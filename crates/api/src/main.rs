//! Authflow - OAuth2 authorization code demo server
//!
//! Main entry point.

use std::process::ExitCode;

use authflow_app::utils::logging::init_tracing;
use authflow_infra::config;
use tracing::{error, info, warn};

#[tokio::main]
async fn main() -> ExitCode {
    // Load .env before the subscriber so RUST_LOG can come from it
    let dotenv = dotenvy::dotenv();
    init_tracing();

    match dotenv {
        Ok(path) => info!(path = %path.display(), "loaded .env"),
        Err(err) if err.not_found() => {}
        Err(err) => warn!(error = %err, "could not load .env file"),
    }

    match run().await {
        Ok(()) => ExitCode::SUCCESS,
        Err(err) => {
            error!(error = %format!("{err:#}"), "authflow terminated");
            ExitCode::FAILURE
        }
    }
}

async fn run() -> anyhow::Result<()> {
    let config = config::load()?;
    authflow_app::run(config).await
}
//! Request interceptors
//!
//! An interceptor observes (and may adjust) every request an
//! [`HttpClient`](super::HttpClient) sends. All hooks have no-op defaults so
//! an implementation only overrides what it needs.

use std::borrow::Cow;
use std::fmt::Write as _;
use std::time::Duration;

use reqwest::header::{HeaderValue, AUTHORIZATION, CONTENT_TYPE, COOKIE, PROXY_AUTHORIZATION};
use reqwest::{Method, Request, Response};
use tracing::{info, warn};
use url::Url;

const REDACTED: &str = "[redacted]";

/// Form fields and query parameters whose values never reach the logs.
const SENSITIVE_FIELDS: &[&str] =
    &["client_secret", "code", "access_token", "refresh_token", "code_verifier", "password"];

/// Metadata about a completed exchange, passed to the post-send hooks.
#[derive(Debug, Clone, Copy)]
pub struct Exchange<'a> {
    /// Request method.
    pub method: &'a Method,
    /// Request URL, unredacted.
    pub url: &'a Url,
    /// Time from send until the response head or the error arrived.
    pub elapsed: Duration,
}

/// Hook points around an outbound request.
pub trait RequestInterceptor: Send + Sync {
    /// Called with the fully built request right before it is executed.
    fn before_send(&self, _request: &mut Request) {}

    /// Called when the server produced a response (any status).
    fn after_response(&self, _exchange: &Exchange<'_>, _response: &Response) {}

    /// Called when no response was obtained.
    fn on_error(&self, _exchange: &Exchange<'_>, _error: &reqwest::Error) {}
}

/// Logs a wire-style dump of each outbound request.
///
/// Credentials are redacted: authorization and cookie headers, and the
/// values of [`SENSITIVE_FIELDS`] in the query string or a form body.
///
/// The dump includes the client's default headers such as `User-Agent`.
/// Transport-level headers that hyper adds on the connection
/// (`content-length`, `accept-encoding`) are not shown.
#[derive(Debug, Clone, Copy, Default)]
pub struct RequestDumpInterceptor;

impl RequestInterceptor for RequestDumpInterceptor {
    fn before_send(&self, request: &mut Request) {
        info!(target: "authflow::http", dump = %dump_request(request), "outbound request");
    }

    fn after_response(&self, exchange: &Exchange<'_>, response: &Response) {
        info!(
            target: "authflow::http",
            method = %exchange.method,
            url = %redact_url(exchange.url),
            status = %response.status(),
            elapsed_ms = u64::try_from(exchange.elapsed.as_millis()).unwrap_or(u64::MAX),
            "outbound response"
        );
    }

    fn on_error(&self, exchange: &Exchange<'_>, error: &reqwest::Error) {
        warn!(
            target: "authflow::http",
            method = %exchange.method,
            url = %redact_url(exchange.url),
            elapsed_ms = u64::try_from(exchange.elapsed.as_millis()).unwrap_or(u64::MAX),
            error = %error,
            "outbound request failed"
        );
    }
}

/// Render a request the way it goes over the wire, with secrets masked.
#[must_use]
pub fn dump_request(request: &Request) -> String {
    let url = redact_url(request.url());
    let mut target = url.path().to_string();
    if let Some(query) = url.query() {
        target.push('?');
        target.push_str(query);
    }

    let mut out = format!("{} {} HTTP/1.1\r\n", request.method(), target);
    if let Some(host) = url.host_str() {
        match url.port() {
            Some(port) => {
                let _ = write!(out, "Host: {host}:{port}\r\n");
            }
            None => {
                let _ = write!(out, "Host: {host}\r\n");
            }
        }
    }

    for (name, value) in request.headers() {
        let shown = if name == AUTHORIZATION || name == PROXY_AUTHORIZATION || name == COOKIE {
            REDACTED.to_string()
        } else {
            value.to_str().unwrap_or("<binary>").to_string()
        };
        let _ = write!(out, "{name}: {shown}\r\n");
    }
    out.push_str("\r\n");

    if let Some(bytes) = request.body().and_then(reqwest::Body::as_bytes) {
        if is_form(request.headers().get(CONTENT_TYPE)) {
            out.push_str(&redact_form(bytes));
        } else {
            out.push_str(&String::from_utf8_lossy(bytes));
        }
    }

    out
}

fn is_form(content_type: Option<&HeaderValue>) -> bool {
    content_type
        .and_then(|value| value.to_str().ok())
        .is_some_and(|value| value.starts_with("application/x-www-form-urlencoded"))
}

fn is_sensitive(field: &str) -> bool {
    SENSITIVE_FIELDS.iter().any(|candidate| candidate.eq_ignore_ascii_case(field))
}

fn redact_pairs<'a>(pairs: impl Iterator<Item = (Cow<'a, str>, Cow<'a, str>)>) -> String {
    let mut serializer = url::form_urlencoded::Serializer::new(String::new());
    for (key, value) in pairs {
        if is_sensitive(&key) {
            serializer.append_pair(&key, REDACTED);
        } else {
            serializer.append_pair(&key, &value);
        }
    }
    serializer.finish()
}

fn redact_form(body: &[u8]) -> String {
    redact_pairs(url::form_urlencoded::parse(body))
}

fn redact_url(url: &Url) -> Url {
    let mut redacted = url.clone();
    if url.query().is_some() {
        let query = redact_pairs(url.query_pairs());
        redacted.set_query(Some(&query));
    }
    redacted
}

---

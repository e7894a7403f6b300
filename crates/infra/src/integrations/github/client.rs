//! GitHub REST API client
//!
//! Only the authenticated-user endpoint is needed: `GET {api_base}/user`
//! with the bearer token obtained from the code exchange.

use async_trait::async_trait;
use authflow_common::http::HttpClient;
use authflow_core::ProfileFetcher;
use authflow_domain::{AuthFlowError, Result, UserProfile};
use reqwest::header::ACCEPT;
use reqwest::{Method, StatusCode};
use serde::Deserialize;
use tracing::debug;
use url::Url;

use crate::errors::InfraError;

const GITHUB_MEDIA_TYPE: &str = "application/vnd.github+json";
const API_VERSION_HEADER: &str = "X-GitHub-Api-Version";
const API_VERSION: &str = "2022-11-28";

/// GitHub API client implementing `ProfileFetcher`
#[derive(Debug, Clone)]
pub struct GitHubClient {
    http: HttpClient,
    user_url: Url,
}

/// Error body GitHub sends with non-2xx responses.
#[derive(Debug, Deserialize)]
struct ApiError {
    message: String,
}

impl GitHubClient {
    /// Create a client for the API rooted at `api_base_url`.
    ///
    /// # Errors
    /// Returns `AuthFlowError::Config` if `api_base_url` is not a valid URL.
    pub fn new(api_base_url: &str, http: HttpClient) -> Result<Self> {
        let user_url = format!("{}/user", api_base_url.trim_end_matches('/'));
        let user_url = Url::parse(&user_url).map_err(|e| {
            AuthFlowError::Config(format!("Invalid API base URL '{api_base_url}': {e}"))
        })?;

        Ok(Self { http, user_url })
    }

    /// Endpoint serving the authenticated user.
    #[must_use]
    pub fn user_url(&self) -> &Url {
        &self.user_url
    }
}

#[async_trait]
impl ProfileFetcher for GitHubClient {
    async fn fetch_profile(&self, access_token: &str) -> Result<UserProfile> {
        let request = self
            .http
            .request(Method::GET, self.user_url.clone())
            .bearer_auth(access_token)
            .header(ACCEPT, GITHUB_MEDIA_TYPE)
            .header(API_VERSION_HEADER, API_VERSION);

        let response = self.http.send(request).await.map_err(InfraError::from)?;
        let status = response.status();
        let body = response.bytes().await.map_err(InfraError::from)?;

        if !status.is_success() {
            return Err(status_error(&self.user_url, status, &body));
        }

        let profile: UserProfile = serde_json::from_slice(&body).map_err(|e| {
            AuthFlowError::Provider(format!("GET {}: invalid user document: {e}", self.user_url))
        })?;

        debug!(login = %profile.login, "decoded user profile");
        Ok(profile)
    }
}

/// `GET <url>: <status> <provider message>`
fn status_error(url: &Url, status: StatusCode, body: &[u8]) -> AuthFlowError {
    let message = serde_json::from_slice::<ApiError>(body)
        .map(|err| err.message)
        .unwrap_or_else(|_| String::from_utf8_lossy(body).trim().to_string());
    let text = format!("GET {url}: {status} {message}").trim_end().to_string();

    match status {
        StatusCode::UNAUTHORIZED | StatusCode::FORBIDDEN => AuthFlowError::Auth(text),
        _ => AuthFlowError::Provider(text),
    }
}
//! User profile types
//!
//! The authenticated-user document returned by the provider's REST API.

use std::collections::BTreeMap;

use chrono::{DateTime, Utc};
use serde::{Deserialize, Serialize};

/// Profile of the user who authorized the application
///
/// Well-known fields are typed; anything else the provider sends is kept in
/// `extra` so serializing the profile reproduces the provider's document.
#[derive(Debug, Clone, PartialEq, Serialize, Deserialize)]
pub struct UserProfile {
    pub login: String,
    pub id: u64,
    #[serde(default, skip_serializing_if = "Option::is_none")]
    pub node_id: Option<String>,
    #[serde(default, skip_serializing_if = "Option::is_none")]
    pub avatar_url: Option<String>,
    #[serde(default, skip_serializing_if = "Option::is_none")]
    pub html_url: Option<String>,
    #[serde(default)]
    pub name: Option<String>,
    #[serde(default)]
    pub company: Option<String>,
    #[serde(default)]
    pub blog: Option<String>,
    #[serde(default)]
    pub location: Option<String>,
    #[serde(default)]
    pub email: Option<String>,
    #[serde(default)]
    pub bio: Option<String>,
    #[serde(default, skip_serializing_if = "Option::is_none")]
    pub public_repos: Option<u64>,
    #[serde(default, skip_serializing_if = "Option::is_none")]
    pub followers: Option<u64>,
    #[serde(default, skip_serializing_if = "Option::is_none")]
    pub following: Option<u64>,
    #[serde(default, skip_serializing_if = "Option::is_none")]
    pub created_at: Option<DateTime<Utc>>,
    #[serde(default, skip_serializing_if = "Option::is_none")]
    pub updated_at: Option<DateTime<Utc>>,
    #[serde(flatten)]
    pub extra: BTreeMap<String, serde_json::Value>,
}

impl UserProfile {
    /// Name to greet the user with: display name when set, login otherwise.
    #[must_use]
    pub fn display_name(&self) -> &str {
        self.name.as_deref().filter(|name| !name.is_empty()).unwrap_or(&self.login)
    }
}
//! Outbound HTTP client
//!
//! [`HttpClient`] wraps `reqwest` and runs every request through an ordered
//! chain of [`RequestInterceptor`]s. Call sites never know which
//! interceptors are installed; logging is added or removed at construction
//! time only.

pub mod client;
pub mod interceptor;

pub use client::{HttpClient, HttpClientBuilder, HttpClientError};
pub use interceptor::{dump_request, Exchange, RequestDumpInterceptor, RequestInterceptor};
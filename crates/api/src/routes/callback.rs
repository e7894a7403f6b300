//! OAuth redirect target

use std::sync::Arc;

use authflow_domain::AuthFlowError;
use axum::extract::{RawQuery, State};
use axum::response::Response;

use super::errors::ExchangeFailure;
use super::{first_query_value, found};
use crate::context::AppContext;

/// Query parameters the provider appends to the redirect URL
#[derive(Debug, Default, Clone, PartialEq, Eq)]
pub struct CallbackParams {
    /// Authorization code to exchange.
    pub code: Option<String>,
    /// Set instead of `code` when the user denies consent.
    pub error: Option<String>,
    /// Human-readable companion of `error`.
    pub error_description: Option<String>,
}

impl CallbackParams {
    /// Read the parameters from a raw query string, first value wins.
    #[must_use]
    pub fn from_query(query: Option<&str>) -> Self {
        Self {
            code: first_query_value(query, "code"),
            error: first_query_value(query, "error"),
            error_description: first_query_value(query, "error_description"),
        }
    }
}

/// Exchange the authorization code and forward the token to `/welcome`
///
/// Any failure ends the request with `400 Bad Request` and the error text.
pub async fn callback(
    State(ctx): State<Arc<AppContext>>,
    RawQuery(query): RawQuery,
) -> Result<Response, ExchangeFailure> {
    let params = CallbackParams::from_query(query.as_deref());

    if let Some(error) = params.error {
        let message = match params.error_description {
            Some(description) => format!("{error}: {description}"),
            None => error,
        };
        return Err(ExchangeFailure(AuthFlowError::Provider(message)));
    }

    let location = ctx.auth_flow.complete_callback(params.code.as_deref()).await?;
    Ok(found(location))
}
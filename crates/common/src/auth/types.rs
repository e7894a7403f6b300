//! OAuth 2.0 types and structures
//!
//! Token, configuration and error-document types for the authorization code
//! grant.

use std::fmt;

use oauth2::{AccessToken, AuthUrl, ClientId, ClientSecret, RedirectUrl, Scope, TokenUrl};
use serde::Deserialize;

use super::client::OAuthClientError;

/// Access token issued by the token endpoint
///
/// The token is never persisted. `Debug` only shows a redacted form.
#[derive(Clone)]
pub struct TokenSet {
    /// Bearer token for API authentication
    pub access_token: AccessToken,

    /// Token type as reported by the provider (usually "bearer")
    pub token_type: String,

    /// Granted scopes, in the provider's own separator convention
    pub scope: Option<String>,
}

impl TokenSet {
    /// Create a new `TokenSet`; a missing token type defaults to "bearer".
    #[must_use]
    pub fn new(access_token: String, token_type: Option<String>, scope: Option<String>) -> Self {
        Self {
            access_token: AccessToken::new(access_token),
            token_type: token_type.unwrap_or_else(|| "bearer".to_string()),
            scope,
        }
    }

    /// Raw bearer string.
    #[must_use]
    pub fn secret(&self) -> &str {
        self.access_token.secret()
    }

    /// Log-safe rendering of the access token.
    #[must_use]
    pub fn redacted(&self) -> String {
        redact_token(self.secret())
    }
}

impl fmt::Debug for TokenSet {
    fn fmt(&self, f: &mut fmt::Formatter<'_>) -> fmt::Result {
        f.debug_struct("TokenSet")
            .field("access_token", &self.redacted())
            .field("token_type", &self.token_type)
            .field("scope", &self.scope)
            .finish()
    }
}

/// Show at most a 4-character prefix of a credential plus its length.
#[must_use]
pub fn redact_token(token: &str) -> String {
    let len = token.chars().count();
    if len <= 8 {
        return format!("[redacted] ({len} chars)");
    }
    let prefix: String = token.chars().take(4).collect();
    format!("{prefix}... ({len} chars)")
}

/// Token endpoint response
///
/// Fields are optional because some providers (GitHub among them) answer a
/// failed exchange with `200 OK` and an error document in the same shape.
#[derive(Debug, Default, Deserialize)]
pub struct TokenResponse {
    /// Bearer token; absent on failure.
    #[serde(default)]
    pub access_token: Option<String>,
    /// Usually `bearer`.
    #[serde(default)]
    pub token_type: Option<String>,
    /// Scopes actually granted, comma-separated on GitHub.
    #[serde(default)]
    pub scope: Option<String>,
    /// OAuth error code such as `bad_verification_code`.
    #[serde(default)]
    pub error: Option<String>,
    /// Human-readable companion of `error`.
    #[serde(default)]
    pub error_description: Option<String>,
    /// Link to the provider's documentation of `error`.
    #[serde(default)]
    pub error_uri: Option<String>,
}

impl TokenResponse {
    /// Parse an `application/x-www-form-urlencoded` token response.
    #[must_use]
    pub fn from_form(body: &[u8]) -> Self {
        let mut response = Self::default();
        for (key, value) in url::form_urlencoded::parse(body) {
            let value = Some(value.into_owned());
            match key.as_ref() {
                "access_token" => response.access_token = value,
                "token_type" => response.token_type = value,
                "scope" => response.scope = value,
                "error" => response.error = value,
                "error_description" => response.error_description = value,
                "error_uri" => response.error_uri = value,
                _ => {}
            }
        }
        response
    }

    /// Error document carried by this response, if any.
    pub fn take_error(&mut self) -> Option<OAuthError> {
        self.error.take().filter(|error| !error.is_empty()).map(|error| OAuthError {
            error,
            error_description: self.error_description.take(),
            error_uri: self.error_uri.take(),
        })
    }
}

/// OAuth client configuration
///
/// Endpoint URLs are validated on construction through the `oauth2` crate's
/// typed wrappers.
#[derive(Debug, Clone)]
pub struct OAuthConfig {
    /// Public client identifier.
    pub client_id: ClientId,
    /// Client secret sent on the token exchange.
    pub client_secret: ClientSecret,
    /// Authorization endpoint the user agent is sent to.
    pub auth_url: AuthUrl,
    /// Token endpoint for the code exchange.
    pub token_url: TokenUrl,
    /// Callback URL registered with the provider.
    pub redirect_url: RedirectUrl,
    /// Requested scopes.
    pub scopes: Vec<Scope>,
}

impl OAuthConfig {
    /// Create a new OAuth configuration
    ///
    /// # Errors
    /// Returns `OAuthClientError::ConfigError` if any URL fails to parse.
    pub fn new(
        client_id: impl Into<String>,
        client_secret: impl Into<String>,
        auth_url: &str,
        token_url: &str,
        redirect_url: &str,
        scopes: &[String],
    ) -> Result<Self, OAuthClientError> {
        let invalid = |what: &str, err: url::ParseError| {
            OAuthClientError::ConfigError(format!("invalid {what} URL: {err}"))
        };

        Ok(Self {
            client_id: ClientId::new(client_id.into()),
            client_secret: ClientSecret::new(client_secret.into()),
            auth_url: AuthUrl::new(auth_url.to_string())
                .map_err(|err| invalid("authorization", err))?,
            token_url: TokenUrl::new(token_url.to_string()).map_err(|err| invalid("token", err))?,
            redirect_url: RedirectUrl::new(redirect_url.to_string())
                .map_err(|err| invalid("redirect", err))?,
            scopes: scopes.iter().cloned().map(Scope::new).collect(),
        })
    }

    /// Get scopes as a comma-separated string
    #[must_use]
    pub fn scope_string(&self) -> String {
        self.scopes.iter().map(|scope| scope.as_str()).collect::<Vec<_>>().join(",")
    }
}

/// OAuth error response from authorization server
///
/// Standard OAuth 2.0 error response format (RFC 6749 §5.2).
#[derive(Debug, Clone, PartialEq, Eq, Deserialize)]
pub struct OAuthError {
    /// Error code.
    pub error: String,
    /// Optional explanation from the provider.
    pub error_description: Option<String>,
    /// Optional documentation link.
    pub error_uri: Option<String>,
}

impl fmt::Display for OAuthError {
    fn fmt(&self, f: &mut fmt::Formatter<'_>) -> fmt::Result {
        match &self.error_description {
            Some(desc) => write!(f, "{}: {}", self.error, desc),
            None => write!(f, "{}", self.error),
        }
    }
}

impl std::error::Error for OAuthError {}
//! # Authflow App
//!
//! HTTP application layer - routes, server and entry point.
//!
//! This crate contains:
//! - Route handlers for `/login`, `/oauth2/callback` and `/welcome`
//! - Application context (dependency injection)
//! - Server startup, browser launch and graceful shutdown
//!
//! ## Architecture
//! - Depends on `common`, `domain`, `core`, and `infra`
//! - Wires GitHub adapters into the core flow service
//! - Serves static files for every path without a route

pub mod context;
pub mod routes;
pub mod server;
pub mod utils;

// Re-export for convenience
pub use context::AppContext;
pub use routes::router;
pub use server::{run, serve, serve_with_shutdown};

Assignment -
From the records above, print exactly the lines that run from the line with "filename crates/api/src/main.rs" to the line with "let dotenv = dotenvy::dotenv();", inclusive.

Finished task -
filename crates/api/src/main.rs
//! Authflow - OAuth2 authorization code demo server
//!
//! Main entry point.

use std::process::ExitCode;

use authflow_app::utils::logging::init_tracing;
use authflow_infra::config;
use tracing::{error, info, warn};

#[tokio::main]
async fn main() -> ExitCode {
    // Load .env before the subscriber so RUST_LOG can come from it
    let dotenv = dotenvy::dotenv();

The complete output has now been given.